One of the best aspects of the film are the frequent remembrances of people who knew the actual Louise Bryant and/or Jack Reed. These ancient voices and faces pop up into the narrative at times, explaining the relationship of the couple as they understood it, commenting on the politics of the time, or simply remembering. If nothing else, this lends an air of authenticity to the production it would not otherwise have.

Reds is gutsy for appearing when it did and for taking the stance on Reed that it does. It is Keaton who truly shines in this film though. Louise Bryant—free love tendencies, extreme politics, and all—ends up as the most sympathetic and most human character in the drama. In all honesty, I’d rather watch a film about her than Jack Reed.
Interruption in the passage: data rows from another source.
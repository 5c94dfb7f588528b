use std::collections::BTreeSet;

use async_trait::async_trait;
use sqlx::postgres::{PgPoolOptions, PgRow};
use sqlx::types::Json;
use sqlx::{PgPool, Row};
use std::time::Duration;
use tracing::info;
use uuid::Uuid;

use crate::auth::Permission;
use crate::config::DatabaseConfig;
use crate::database::models::{Organization, OrganizationSettings, Subscription, User, UserProfile};
use crate::database::store::{CascadeReport, ContentStore, OrganizationStore, Record, StoreError, UserStore};
use crate::scope::{Predicate, PredicateSql};

const SCHEMA: &[&str] = &[
    r#"CREATE TABLE IF NOT EXISTS organizations (
        organization_id TEXT PRIMARY KEY,
        name TEXT NOT NULL,
        domain TEXT UNIQUE,
        settings JSONB NOT NULL DEFAULT '{}'::jsonb,
        subscription JSONB NOT NULL,
        created_at TIMESTAMPTZ NOT NULL,
        updated_at TIMESTAMPTZ NOT NULL
    )"#,
    r#"CREATE TABLE IF NOT EXISTS users (
        id UUID PRIMARY KEY,
        username TEXT NOT NULL UNIQUE,
        email TEXT NOT NULL UNIQUE,
        password_hash TEXT NOT NULL,
        role TEXT NOT NULL,
        organization_id TEXT,
        permissions JSONB NOT NULL DEFAULT '[]'::jsonb,
        profile JSONB NOT NULL DEFAULT '{}'::jsonb,
        is_active BOOLEAN NOT NULL DEFAULT TRUE,
        last_login TIMESTAMPTZ,
        created_at TIMESTAMPTZ NOT NULL,
        updated_at TIMESTAMPTZ NOT NULL
    )"#,
    "CREATE INDEX IF NOT EXISTS users_organization_idx ON users (organization_id)",
    r#"CREATE TABLE IF NOT EXISTS records (
        collection TEXT NOT NULL,
        id TEXT NOT NULL,
        organization_id TEXT NOT NULL,
        data JSONB NOT NULL,
        PRIMARY KEY (collection, id)
    )"#,
    "CREATE INDEX IF NOT EXISTS records_organization_idx ON records (collection, organization_id)",
];

const ORGANIZATION_COLUMNS: &str = "organization_id, name, domain, settings, subscription, created_at, updated_at";

const USER_COLUMNS: &str = "id, username, email, password_hash, role, organization_id, permissions, profile, \
     is_active, last_login, created_at, updated_at";

/// PostgreSQL backend over a single pool.
#[derive(Debug, Clone)]
pub struct PgStore {
    pool: PgPool,
}

impl PgStore {
    pub async fn connect(config: &DatabaseConfig) -> Result<Self, StoreError> {
        let url = config
            .url
            .as_deref()
            .ok_or_else(|| StoreError::Backend("DATABASE_URL is not configured".to_string()))?;

        let pool = PgPoolOptions::new()
            .max_connections(config.max_connections)
            .acquire_timeout(Duration::from_secs(config.connection_timeout))
            .connect(url)
            .await?;

        info!("Connected PostgreSQL pool (max {} connections)", config.max_connections);
        Ok(Self { pool })
    }

    pub fn from_pool(pool: PgPool) -> Self {
        Self { pool }
    }

    pub async fn migrate(&self) -> Result<(), StoreError> {
        for statement in SCHEMA {
            sqlx::query(statement).execute(&self.pool).await?;
        }
        Ok(())
    }

    fn organization_from_row(row: &PgRow) -> Result<Organization, StoreError> {
        let settings: Json<OrganizationSettings> = row.try_get("settings")?;
        let subscription: Json<Subscription> = row.try_get("subscription")?;
        Ok(Organization {
            organization_id: row.try_get("organization_id")?,
            name: row.try_get("name")?,
            domain: row.try_get("domain")?,
            settings: settings.0,
            subscription: subscription.0,
            created_at: row.try_get("created_at")?,
            updated_at: row.try_get("updated_at")?,
        })
    }

    fn user_from_row(row: &PgRow) -> Result<User, StoreError> {
        let role: String = row.try_get("role")?;
        let permissions: Json<BTreeSet<Permission>> = row.try_get("permissions")?;
        let profile: Json<UserProfile> = row.try_get("profile")?;
        Ok(User {
            id: row.try_get("id")?,
            username: row.try_get("username")?,
            email: row.try_get("email")?,
            password_hash: row.try_get("password_hash")?,
            role: role.parse().map_err(StoreError::Backend)?,
            organization_id: row.try_get("organization_id")?,
            permissions: permissions.0,
            profile: profile.0,
            is_active: row.try_get("is_active")?,
            last_login: row.try_get("last_login")?,
            created_at: row.try_get("created_at")?,
            updated_at: row.try_get("updated_at")?,
        })
    }

    fn record_owner(record: &Record) -> Result<(String, String), StoreError> {
        let id = record
            .get("id")
            .and_then(|v| v.as_str())
            .ok_or_else(|| StoreError::Backend("record is missing its id".to_string()))?;
        let organization_id = record
            .get("organizationId")
            .and_then(|v| v.as_str())
            .ok_or_else(|| StoreError::Backend("record is missing its organizationId".to_string()))?;
        Ok((id.to_string(), organization_id.to_string()))
    }

    fn where_clause(predicate: &Predicate, after: usize) -> Result<(String, Vec<String>), StoreError> {
        PredicateSql::generate(predicate, after).map_err(|e| StoreError::Backend(e.to_string()))
    }
}

#[async_trait]
impl OrganizationStore for PgStore {
    async fn get(&self, organization_id: &str) -> Result<Option<Organization>, StoreError> {
        let sql = format!("SELECT {} FROM organizations WHERE organization_id = $1", ORGANIZATION_COLUMNS);
        let row = sqlx::query(&sql).bind(organization_id).fetch_optional(&self.pool).await?;
        row.as_ref().map(Self::organization_from_row).transpose()
    }

    async fn find_by_domain(&self, domain: &str) -> Result<Option<Organization>, StoreError> {
        let sql = format!("SELECT {} FROM organizations WHERE domain = $1", ORGANIZATION_COLUMNS);
        let row = sqlx::query(&sql).bind(domain).fetch_optional(&self.pool).await?;
        row.as_ref().map(Self::organization_from_row).transpose()
    }

    async fn list(&self) -> Result<Vec<Organization>, StoreError> {
        let sql = format!("SELECT {} FROM organizations ORDER BY created_at DESC", ORGANIZATION_COLUMNS);
        let rows = sqlx::query(&sql).fetch_all(&self.pool).await?;
        rows.iter().map(Self::organization_from_row).collect()
    }

    async fn insert(&self, organization: &Organization) -> Result<(), StoreError> {
        sqlx::query(
            "INSERT INTO organizations (organization_id, name, domain, settings, subscription, created_at, updated_at) \
             VALUES ($1, $2, $3, $4, $5, $6, $7)",
        )
        .bind(&organization.organization_id)
        .bind(&organization.name)
        .bind(&organization.domain)
        .bind(Json(&organization.settings))
        .bind(Json(&organization.subscription))
        .bind(organization.created_at)
        .bind(organization.updated_at)
        .execute(&self.pool)
        .await?;
        Ok(())
    }

    async fn replace(&self, organization: &Organization) -> Result<bool, StoreError> {
        let result = sqlx::query(
            "UPDATE organizations SET name = $2, domain = $3, settings = $4, subscription = $5, updated_at = $6 \
             WHERE organization_id = $1",
        )
        .bind(&organization.organization_id)
        .bind(&organization.name)
        .bind(&organization.domain)
        .bind(Json(&organization.settings))
        .bind(Json(&organization.subscription))
        .bind(organization.updated_at)
        .execute(&self.pool)
        .await?;
        Ok(result.rows_affected() > 0)
    }

    async fn remove(&self, organization_id: &str) -> Result<bool, StoreError> {
        let result = sqlx::query("DELETE FROM organizations WHERE organization_id = $1")
            .bind(organization_id)
            .execute(&self.pool)
            .await?;
        Ok(result.rows_affected() > 0)
    }

    async fn remove_cascade(
        &self,
        organization_id: &str,
        collections: &[&str],
    ) -> Result<Option<CascadeReport>, StoreError> {
        let collections: Vec<String> = collections.iter().map(|c| c.to_string()).collect();
        let mut tx = self.pool.begin().await?;

        let users = sqlx::query("DELETE FROM users WHERE organization_id = $1")
            .bind(organization_id)
            .execute(&mut *tx)
            .await?
            .rows_affected();

        let records = sqlx::query("DELETE FROM records WHERE organization_id = $1 AND collection = ANY($2)")
            .bind(organization_id)
            .bind(&collections)
            .execute(&mut *tx)
            .await?
            .rows_affected();

        sqlx::query("DELETE FROM organizations WHERE organization_id = $1")
            .bind(organization_id)
            .execute(&mut *tx)
            .await?;

        tx.commit().await?;
        Ok(Some(CascadeReport { users, records }))
    }
}

#[async_trait]
impl UserStore for PgStore {
    async fn get(&self, id: Uuid) -> Result<Option<User>, StoreError> {
        let sql = format!("SELECT {} FROM users WHERE id = $1", USER_COLUMNS);
        let row = sqlx::query(&sql).bind(id).fetch_optional(&self.pool).await?;
        row.as_ref().map(Self::user_from_row).transpose()
    }

    async fn find_by_identifier(&self, identifier: &str) -> Result<Option<User>, StoreError> {
        let sql = format!("SELECT {} FROM users WHERE email = $1 OR username = $1 LIMIT 1", USER_COLUMNS);
        let row = sqlx::query(&sql).bind(identifier).fetch_optional(&self.pool).await?;
        row.as_ref().map(Self::user_from_row).transpose()
    }

    async fn list(&self) -> Result<Vec<User>, StoreError> {
        let sql = format!("SELECT {} FROM users ORDER BY created_at DESC", USER_COLUMNS);
        let rows = sqlx::query(&sql).fetch_all(&self.pool).await?;
        rows.iter().map(Self::user_from_row).collect()
    }

    async fn insert(&self, user: &User) -> Result<(), StoreError> {
        let sql = format!(
            "INSERT INTO users ({}) VALUES ($1, $2, $3, $4, $5, $6, $7, $8, $9, $10, $11, $12)",
            USER_COLUMNS
        );
        sqlx::query(&sql)
            .bind(user.id)
            .bind(&user.username)
            .bind(&user.email)
            .bind(&user.password_hash)
            .bind(user.role.as_str())
            .bind(&user.organization_id)
            .bind(Json(&user.permissions))
            .bind(Json(&user.profile))
            .bind(user.is_active)
            .bind(user.last_login)
            .bind(user.created_at)
            .bind(user.updated_at)
            .execute(&self.pool)
            .await?;
        Ok(())
    }

    async fn replace(&self, user: &User) -> Result<bool, StoreError> {
        let result = sqlx::query(
            "UPDATE users SET username = $2, email = $3, password_hash = $4, role = $5, organization_id = $6, \
             permissions = $7, profile = $8, is_active = $9, last_login = $10, updated_at = $11 WHERE id = $1",
        )
        .bind(user.id)
        .bind(&user.username)
        .bind(&user.email)
        .bind(&user.password_hash)
        .bind(user.role.as_str())
        .bind(&user.organization_id)
        .bind(Json(&user.permissions))
        .bind(Json(&user.profile))
        .bind(user.is_active)
        .bind(user.last_login)
        .bind(user.updated_at)
        .execute(&self.pool)
        .await?;
        Ok(result.rows_affected() > 0)
    }

    async fn remove(&self, id: Uuid) -> Result<bool, StoreError> {
        let result = sqlx::query("DELETE FROM users WHERE id = $1").bind(id).execute(&self.pool).await?;
        Ok(result.rows_affected() > 0)
    }

    async fn delete_by_organization(&self, organization_id: &str) -> Result<u64, StoreError> {
        let result = sqlx::query("DELETE FROM users WHERE organization_id = $1")
            .bind(organization_id)
            .execute(&self.pool)
            .await?;
        Ok(result.rows_affected())
    }
}

#[async_trait]
impl ContentStore for PgStore {
    async fn find(&self, collection: &str, predicate: &Predicate) -> Result<Vec<Record>, StoreError> {
        let (where_clause, params) = Self::where_clause(predicate, 1)?;
        let sql = format!(
            "SELECT data FROM records WHERE collection = $1 AND {} ORDER BY id",
            where_clause
        );

        let mut query = sqlx::query(&sql).bind(collection);
        for param in params {
            query = query.bind(param);
        }

        let rows = query.fetch_all(&self.pool).await?;
        rows.iter()
            .map(|row| {
                let data: Json<Record> = row.try_get("data")?;
                Ok(data.0)
            })
            .collect()
    }

    async fn insert_one(&self, collection: &str, record: Record) -> Result<Record, StoreError> {
        let (id, organization_id) = Self::record_owner(&record)?;
        sqlx::query("INSERT INTO records (collection, id, organization_id, data) VALUES ($1, $2, $3, $4)")
            .bind(collection)
            .bind(id)
            .bind(organization_id)
            .bind(Json(&record))
            .execute(&self.pool)
            .await?;
        Ok(record)
    }

    async fn update_one(&self, collection: &str, predicate: &Predicate, patch: Record) -> Result<u64, StoreError> {
        let (where_clause, params) = Self::where_clause(predicate, 2)?;
        let sql = format!(
            "UPDATE records SET data = data || $1 WHERE (collection, id) IN \
             (SELECT collection, id FROM records WHERE collection = $2 AND {} LIMIT 1)",
            where_clause
        );

        let mut query = sqlx::query(&sql).bind(Json(&patch)).bind(collection);
        for param in params {
            query = query.bind(param);
        }
        Ok(query.execute(&self.pool).await?.rows_affected())
    }

    async fn delete_one(&self, collection: &str, predicate: &Predicate) -> Result<u64, StoreError> {
        let (where_clause, params) = Self::where_clause(predicate, 1)?;
        let sql = format!(
            "DELETE FROM records WHERE (collection, id) IN \
             (SELECT collection, id FROM records WHERE collection = $1 AND {} LIMIT 1)",
            where_clause
        );

        let mut query = sqlx::query(&sql).bind(collection);
        for param in params {
            query = query.bind(param);
        }
        Ok(query.execute(&self.pool).await?.rows_affected())
    }

    async fn delete_many(&self, collection: &str, predicate: &Predicate) -> Result<u64, StoreError> {
        let (where_clause, params) = Self::where_clause(predicate, 1)?;
        let sql = format!("DELETE FROM records WHERE collection = $1 AND {}", where_clause);

        let mut query = sqlx::query(&sql).bind(collection);
        for param in params {
            query = query.bind(param);
        }
        Ok(query.execute(&self.pool).await?.rows_affected())
    }

    async fn count(&self, collection: &str, predicate: &Predicate) -> Result<u64, StoreError> {
        let (where_clause, params) = Self::where_clause(predicate, 1)?;
        let sql = format!("SELECT COUNT(*) FROM records WHERE collection = $1 AND {}", where_clause);

        let mut query = sqlx::query_as::<_, (i64,)>(&sql).bind(collection);
        for param in params {
            query = query.bind(param);
        }
        let (count,) = query.fetch_one(&self.pool).await?;
        Ok(count.max(0) as u64)
    }
}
In the end, Reds is far too long. While part of the story can handle the epic narrative style, the part that can is merely a blip on this film’s radar. I could handle a 3+ hour film on Reed’s and Bryant’s point of view of the Bolshevik revolution. It’s the rest of their lives and their relationship that I find less interesting. Ultimately, the film is two-thirds of two different films glued together. It’s not the film it should be in many ways; it’s good and worth watching, but an adaptation of Reed’s book might be more interesting and more worthy of the epic length.

Why to watch Mishima: A Life in Four Chapters: A unique portrait of a unique mind.
Why not to watch: Not much happens that is happy for anyone.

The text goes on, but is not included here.